▶ [YOUR ASSIGNMENT] Only lines holding the word "Silent" are needed; copy each of them from the material.

▶ [RECORDS TO PROCESS]
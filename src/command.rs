use crate::error::BotError;
use crate::gate::COMMAND_PREFIX;
use crate::state::ChannelConfig;
use crate::types::Sender;

pub const HINT: &str =
    "!buttignore to opt out, !buttallow to opt back in. Mods: !butt rate|word|max|on|off";
pub const USAGE: &str = "usage: !butt rate <0-1> | word <text> | max <1-5> | on | off";

/// Every command the bot understands. Closed set, so enum dispatch.
#[derive(Debug, Clone, PartialEq)]
pub enum Command {
    Ignore,
    Allow,
    Hint,
    /// `None` when the argument was missing or not a number.
    Rate(Option<f64>),
    Word(String),
    /// `None` when the argument was missing or not an integer.
    Max(Option<i64>),
    On,
    Off,
    Usage,
}

/// Parse a replacement cap. Integers too large for `i64` saturate, so the
/// later clamp still applies to them.
fn parse_cap(arg: &str) -> Option<i64> {
    if let Ok(n) = arg.parse::<i64>() {
        return Some(n);
    }
    let (negative, digits) = match arg.as_bytes().first() {
        Some(b'-') => (true, &arg[1..]),
        Some(b'+') => (false, &arg[1..]),
        _ => (false, arg),
    };
    if digits.is_empty() || !digits.bytes().all(|b| b.is_ascii_digit()) {
        return None;
    }
    Some(if negative { i64::MIN } else { i64::MAX })
}

/// What the caller should do after executing a command.
#[derive(Debug, Clone, PartialEq, Eq)]
pub enum CommandResult {
    Reply(String),
    /// No reply and no state change.
    Silent,
}

impl Command {
    /// Parse a `!` prefixed line. Commands that belong to other bots are
    /// reported as parse errors so the caller can ignore them.
    pub fn parse(input: &str) -> Result<Self, BotError> {
        let input = input.trim();
        let Some(input) = input.strip_prefix(COMMAND_PREFIX) else {
            return Err(BotError::Parse("commands start with !".into()));
        };

        let mut parts = input.split_whitespace();
        let cmd = parts.next().unwrap_or("").to_lowercase();

        match cmd.as_str() {
            "buttignore" | "ignoreme" => Ok(Command::Ignore),
            "buttallow" | "unignoreme" => Ok(Command::Allow),
            "butt" => {
                let Some(sub) = parts.next() else {
                    return Ok(Command::Hint);
                };
                match sub.to_lowercase().as_str() {
                    "rate" => Ok(Command::Rate(parts.next().and_then(|a| a.parse().ok()))),
                    "word" => Ok(Command::Word(parts.collect::<Vec<_>>().join(" "))),
                    "max" => Ok(Command::Max(parts.next().and_then(parse_cap))),
                    "on" => Ok(Command::On),
                    "off" => Ok(Command::Off),
                    _ => Ok(Command::Usage),
                }
            }
            _ => Err(BotError::Parse(format!("unknown command: !{cmd}"))),
        }
    }

    pub fn requires_moderator(&self) -> bool {
        !matches!(self, Command::Ignore | Command::Allow | Command::Hint)
    }

    /// Apply the command to `channel` on behalf of `sender`.
    pub fn execute(self, sender: &Sender, channel: &mut ChannelConfig) -> CommandResult {
        if self.requires_moderator() && !sender.can_moderate() {
            return CommandResult::Silent;
        }

        let reply = match self {
            Command::Ignore => {
                channel.opt_out(&sender.login());
                format!(
                    "{}, you won't be buttified anymore. Type !buttallow to opt back in.",
                    sender.display_name
                )
            }
            Command::Allow => {
                channel.opt_in(&sender.login());
                format!(
                    "Welcome back, {}! Your messages are fair game again.",
                    sender.display_name
                )
            }
            Command::Hint => HINT.to_string(),
            Command::Rate(value) => {
                let rate = match value {
                    Some(v) => channel.set_rate(v),
                    None => channel.rate(),
                };
                format!("rate is now {rate}")
            }
            Command::Word(raw) => format!("word is now \"{}\"", channel.set_word(&raw)),
            Command::Max(value) => {
                let max = match value {
                    Some(v) => channel.set_max_replacements(v),
                    None => channel.max_replacements(),
                };
                format!("max replacements is now {max}")
            }
            Command::On => {
                channel.enabled = true;
                "buttification enabled".to_string()
            }
            Command::Off => {
                channel.enabled = false;
                "buttification disabled".to_string()
            }
            Command::Usage => USAGE.to_string(),
        };

        CommandResult::Reply(reply)
    }
}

▶ [TASK OUTPUT]
    Silent,
            return CommandResult::Silent;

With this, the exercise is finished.